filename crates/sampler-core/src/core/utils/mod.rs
pub mod geometry;
pub mod identifiers;
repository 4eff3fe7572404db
use super::contact::{ContactCv, ContactScheme};
use super::cv::{CollectiveVariable, CvKind, Normalization};
use super::error::CvIoError;
use super::rmsd::{DEFAULT_RMSD_QUERY, RmsdCv};
use crate::core::io::fs::make_parent_dirs;
use crate::core::io::gro::GroFile;
use crate::core::io::traits::TrajectoryFile;
use serde::{Deserialize, Serialize};
use serde_json::Value;
use std::fs;
use std::path::{Path, PathBuf};
use tracing::{debug, warn};

/// Top-level layout of a CV definition file.
#[derive(Debug, Clone, Default, PartialEq, Serialize, Deserialize)]
pub struct CvsDocument {
    pub cvs: Vec<Value>,
}

fn default_scale() -> f64 {
    1.0
}

fn default_periodic() -> bool {
    true
}

fn default_query() -> String {
    DEFAULT_RMSD_QUERY.to_string()
}

fn default_warn() -> bool {
    true
}

#[derive(Debug, Clone, PartialEq, Serialize, Deserialize)]
pub struct ContactDefinition {
    pub id: String,
    #[serde(default)]
    pub name: Option<String>,
    #[serde(default = "default_scale")]
    pub scale: f64,
    #[serde(default)]
    pub offset: f64,
    #[serde(default)]
    pub importance: Option<f64>,
    pub res1: isize,
    pub res2: isize,
    #[serde(default)]
    pub scheme: ContactScheme,
    #[serde(default = "default_periodic")]
    pub periodic: bool,
}

#[derive(Debug, Clone, PartialEq, Serialize, Deserialize)]
pub struct RmsdDefinition {
    pub id: String,
    #[serde(default)]
    pub name: Option<String>,
    #[serde(default = "default_scale")]
    pub scale: f64,
    #[serde(default)]
    pub offset: f64,
    #[serde(default)]
    pub importance: Option<f64>,
    #[serde(default = "default_query")]
    pub query: String,
    /// Reference structure, relative to the definition file.
    pub reference: PathBuf,
    #[serde(rename = "warn-missing-atoms", default = "default_warn")]
    pub warn_missing_atoms: bool,
}

/// One CV entry, discriminated by its `@class` field.
#[derive(Debug, Clone, PartialEq, Serialize, Deserialize)]
#[serde(tag = "@class")]
pub enum CvDefinition {
    ContactCv(ContactDefinition),
    InverseContactCv(ContactDefinition),
    RmsdCv(RmsdDefinition),
}

impl CvDefinition {
    pub const CLASSES: [&'static str; 3] = ["ContactCv", "InverseContactCv", "RmsdCv"];
}

/// Reads and builds the CVs of a definition file.
///
/// Relative reference paths are resolved against the file's directory.
pub fn load_cvs(path: &Path) -> Result<Vec<CollectiveVariable>, CvIoError> {
    let document = load_cvs_document(path)?;
    let base_dir = path.parent().unwrap_or_else(|| Path::new("."));
    create_cvs(&document, base_dir)
}

pub fn load_cvs_document(path: &Path) -> Result<CvsDocument, CvIoError> {
    let content = fs::read_to_string(path).map_err(|source| CvIoError::Io {
        path: path.to_path_buf(),
        source,
    })?;
    Ok(serde_json::from_str(&content)?)
}

/// Builds CVs from parsed definitions. Entries with an unknown `@class` are
/// skipped with a warning.
pub fn create_cvs(
    document: &CvsDocument,
    base_dir: &Path,
) -> Result<Vec<CollectiveVariable>, CvIoError> {
    let mut cvs = Vec::with_capacity(document.cvs.len());
    for (index, entry) in document.cvs.iter().enumerate() {
        let class = entry
            .get("@class")
            .and_then(Value::as_str)
            .ok_or_else(|| CvIoError::InvalidDefinition {
                index,
                message: "missing '@class' discriminator".into(),
            })?;
        if !CvDefinition::CLASSES.contains(&class) {
            warn!("Class {class} cannot be parsed (index {index}), skipping it: {entry}");
            continue;
        }
        let definition: CvDefinition =
            serde_json::from_value(entry.clone()).map_err(|e| CvIoError::InvalidDefinition {
                index,
                message: e.to_string(),
            })?;
        cvs.push(build_cv(definition, base_dir)?);
    }
    debug!("Created {} collective variables", cvs.len());
    Ok(cvs)
}

fn build_cv(definition: CvDefinition, base_dir: &Path) -> Result<CollectiveVariable, CvIoError> {
    let cv = match definition {
        CvDefinition::ContactCv(d) => contact_cv(d, CvKind::Contact),
        CvDefinition::InverseContactCv(d) => contact_cv(d, CvKind::InverseContact),
        CvDefinition::RmsdCv(d) => {
            let path = base_dir.join(&d.reference);
            let (reference, _) =
                GroFile::read_from_path(&path).map_err(|source| CvIoError::Reference {
                    path: path.clone(),
                    source,
                })?;
            let rmsd = RmsdCv::new(reference)
                .with_query(d.query)
                .with_reference_path(d.reference)
                .with_warn_missing_atoms(d.warn_missing_atoms);
            CollectiveVariable::new(d.id.clone())
                .with_name(d.name.unwrap_or(d.id))
                .with_importance(d.importance)
                .with_generator(CvKind::Rmsd(rmsd))
                .with_normalization(Normalization::new(d.scale, d.offset))
        }
    };
    Ok(cv)
}

fn contact_cv(d: ContactDefinition, kind: fn(ContactCv) -> CvKind) -> CollectiveVariable {
    let contact = ContactCv::new(d.res1, d.res2)
        .with_scheme(d.scheme)
        .with_periodic(d.periodic);
    CollectiveVariable::new(d.id.clone())
        .with_name(d.name.unwrap_or(d.id))
        .with_importance(d.importance)
        .with_generator(kind(contact))
        .with_normalization(Normalization::new(d.scale, d.offset))
}

/// Converts CVs back to definitions. CVs without an evaluation function are
/// skipped with a warning.
pub fn create_cvs_definitions(cvs: &[CollectiveVariable]) -> Vec<CvDefinition> {
    cvs.iter()
        .filter_map(|cv| {
            let n = cv.normalization();
            let contact = |c: &ContactCv| ContactDefinition {
                id: cv.id().to_string(),
                name: Some(cv.name().to_string()),
                scale: n.scale,
                offset: n.offset,
                importance: cv.importance(),
                res1: c.res1,
                res2: c.res2,
                scheme: c.scheme,
                periodic: c.periodic,
            };
            match cv.generator() {
                Some(CvKind::Contact(c)) => Some(CvDefinition::ContactCv(contact(c))),
                Some(CvKind::InverseContact(c)) => Some(CvDefinition::InverseContactCv(contact(c))),
                Some(CvKind::Rmsd(r)) => match &r.reference_path {
                    Some(reference) => Some(CvDefinition::RmsdCv(RmsdDefinition {
                        id: cv.id().to_string(),
                        name: Some(cv.name().to_string()),
                        scale: n.scale,
                        offset: n.offset,
                        importance: cv.importance(),
                        query: r.query.clone(),
                        reference: reference.clone(),
                        warn_missing_atoms: r.warn_missing_atoms,
                    })),
                    None => {
                        warn!("CV {} has no reference path and cannot be saved", cv.id());
                        None
                    }
                },
                None => {
                    warn!("CV {} has no evaluation function and cannot be saved", cv.id());
                    None
                }
            }
        })
        .collect()
}

/// Serializes CVs as a pretty-printed definition document.
pub fn to_json(cvs: &[CollectiveVariable]) -> Result<String, CvIoError> {
    let document = CvsDocument {
        cvs: create_cvs_definitions(cvs)
            .into_iter()
            .map(serde_json::to_value)
            .collect::<Result<_, _>>()?,
    };
    Ok(serde_json::to_string_pretty(&document)?)
}

pub fn save_cvs(path: &Path, cvs: &[CollectiveVariable]) -> Result<(), CvIoError> {
    let json = to_json(cvs)?;
    make_parent_dirs(path)?;
    fs::write(path, json).map_err(|source| CvIoError::Io {
        path: path.to_path_buf(),
        source,
    })?;
    debug!("Saved {} collective variables to {}", cvs.len(), path.display());
    Ok(())
}
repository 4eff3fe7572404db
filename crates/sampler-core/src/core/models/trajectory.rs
use super::topology::Topology;
use nalgebra::{Point3, Vector3};
use thiserror::Error;

#[derive(Debug, Error, PartialEq, Eq)]
pub enum TrajectoryShapeError {
    #[error("Frame {frame} has {found} atoms but the topology has {expected}")]
    AtomCountMismatch {
        frame: usize,
        expected: usize,
        found: usize,
    },
    #[error("Cannot join trajectories with different topologies ({left} vs {right} atoms)")]
    TopologyMismatch { left: usize, right: usize },
    #[error("Atom index {index} is out of range for a topology with {n_atoms} atoms")]
    AtomIndexOutOfRange { index: usize, n_atoms: usize },
    #[error("Stride must be at least 1")]
    ZeroStride,
}

/// Coordinates of every atom at one instant, in nanometers.
#[derive(Debug, Clone, PartialEq)]
pub struct Frame {
    pub positions: Vec<Point3<f64>>,
    /// Orthorhombic box edge lengths, if the frame is periodic.
    pub box_vectors: Option<Vector3<f64>>,
}

impl Frame {
    pub fn new(positions: Vec<Point3<f64>>, box_vectors: Option<Vector3<f64>>) -> Self {
        Self {
            positions,
            box_vectors,
        }
    }
}

/// An ordered sequence of frames over a fixed topology.
#[derive(Debug, Clone, PartialEq)]
pub struct Trajectory {
    topology: Topology,
    frames: Vec<Frame>,
}

impl Trajectory {
    pub fn new(topology: Topology, frames: Vec<Frame>) -> Result<Self, TrajectoryShapeError> {
        let expected = topology.n_atoms();
        if let Some((frame, f)) = frames
            .iter()
            .enumerate()
            .find(|(_, f)| f.positions.len() != expected)
        {
            return Err(TrajectoryShapeError::AtomCountMismatch {
                frame,
                expected,
                found: f.positions.len(),
            });
        }
        Ok(Self { topology, frames })
    }

    pub fn topology(&self) -> &Topology {
        &self.topology
    }

    pub fn frames(&self) -> &[Frame] {
        &self.frames
    }

    pub fn frames_mut(&mut self) -> &mut [Frame] {
        &mut self.frames
    }

    pub fn n_frames(&self) -> usize {
        self.frames.len()
    }

    pub fn n_atoms(&self) -> usize {
        self.topology.n_atoms()
    }

    pub fn is_empty(&self) -> bool {
        self.frames.is_empty()
    }

    pub fn last_frame(&self) -> Option<&Frame> {
        self.frames.last()
    }

    /// Keeps only the given atoms, in the given order, for every frame.
    pub fn atom_slice(&self, indices: &[usize]) -> Result<Trajectory, TrajectoryShapeError> {
        let n_atoms = self.n_atoms();
        if let Some(&index) = indices.iter().find(|&&i| i >= n_atoms) {
            return Err(TrajectoryShapeError::AtomIndexOutOfRange { index, n_atoms });
        }
        let frames = self
            .frames
            .iter()
            .map(|f| Frame {
                positions: indices.iter().map(|&i| f.positions[i]).collect(),
                box_vectors: f.box_vectors,
            })
            .collect();
        Ok(Trajectory {
            topology: self.topology.subset(indices),
            frames,
        })
    }

    /// Keeps every `stride`-th frame, starting with the first.
    pub fn stride(self, stride: usize) -> Result<Trajectory, TrajectoryShapeError> {
        if stride == 0 {
            return Err(TrajectoryShapeError::ZeroStride);
        }
        if stride == 1 {
            return Ok(self);
        }
        let frames = self.frames.into_iter().step_by(stride).collect();
        Ok(Trajectory {
            topology: self.topology,
            frames,
        })
    }

    /// Appends the frames of `other`, which must share this topology's atom count.
    pub fn join(mut self, other: Trajectory) -> Result<Trajectory, TrajectoryShapeError> {
        if self.n_atoms() != other.n_atoms() {
            return Err(TrajectoryShapeError::TopologyMismatch {
                left: self.n_atoms(),
                right: other.n_atoms(),
            });
        }
        self.frames.extend(other.frames);
        Ok(self)
    }
}

#[cfg(test)]
mod tests {
    use super::*;

    fn two_atom_topology() -> Topology {
        let mut top = Topology::new();
        top.push_atom("CA", "ALA", 1, 1);
        top.push_atom("CA", "GLY", 2, 2);
        top
    }

    fn frame(x: f64) -> Frame {
        Frame::new(
            vec![Point3::new(x, 0.0, 0.0), Point3::new(x + 1.0, 0.0, 0.0)],
            None,
        )
    }

    #[test]
    fn new_rejects_frames_with_wrong_atom_count() {
        let bad = Frame::new(vec![Point3::origin()], None);
        let result = Trajectory::new(two_atom_topology(), vec![frame(0.0), bad]);
        assert_eq!(
            result.unwrap_err(),
            TrajectoryShapeError::AtomCountMismatch {
                frame: 1,
                expected: 2,
                found: 1
            }
        );
    }

    #[test]
    fn atom_slice_selects_positions_and_topology() {
        let traj = Trajectory::new(two_atom_topology(), vec![frame(0.0), frame(2.0)]).unwrap();
        let sliced = traj.atom_slice(&[1]).unwrap();
        assert_eq!(sliced.n_atoms(), 1);
        assert_eq!(sliced.n_frames(), 2);
        assert_eq!(sliced.frames()[1].positions[0].x, 3.0);
        assert!(matches!(
            traj.atom_slice(&[2]),
            Err(TrajectoryShapeError::AtomIndexOutOfRange { index: 2, .. })
        ));
    }

    #[test]
    fn stride_and_join_manage_frames() {
        let traj = Trajectory::new(
            two_atom_topology(),
            (0..5).map(|i| frame(i as f64)).collect(),
        )
        .unwrap();
        let strided = traj.clone().stride(2).unwrap();
        assert_eq!(strided.n_frames(), 3);
        assert_eq!(strided.last_frame().unwrap().positions[0].x, 4.0);
        assert!(traj.clone().stride(0).is_err());

        let joined = strided.join(traj).unwrap();
        assert_eq!(joined.n_frames(), 8);
    }
}
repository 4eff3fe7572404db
use statesampler::core::colvars::error::{CvError, CvIoError};
use statesampler::core::io::loader::TrajectoryError;
use statesampler::engine::error::EngineError;
use std::path::PathBuf;
use thiserror::Error;

pub type Result<T> = std::result::Result<T, CliError>;

#[derive(Debug, Error)]
pub enum CliError {
    #[error(transparent)]
    Sampler(#[from] EngineError),

    #[error(transparent)]
    Cvs(#[from] CvIoError),

    #[error("Collective variable evaluation failed: {0}")]
    Cv(#[from] CvError),

    #[error(transparent)]
    Trajectory(#[from] TrajectoryError),

    #[error("Configuration error: {0}")]
    Config(String),

    #[error("Failed to parse file '{path}': {source}", path = path.display())]
    FileParsing {
        path: PathBuf,
        #[source]
        source: anyhow::Error,
    },

    #[error("I/O error: {0}")]
    Io(#[from] std::io::Error),

    #[error(transparent)]
    Other(#[from] anyhow::Error),
}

* ABOUT THIS EXERCISE:
If a line of the data contains the word "InvalidDefinition", count it; say how many such lines there are and nothing else.

* EXERCISE RESULT:
2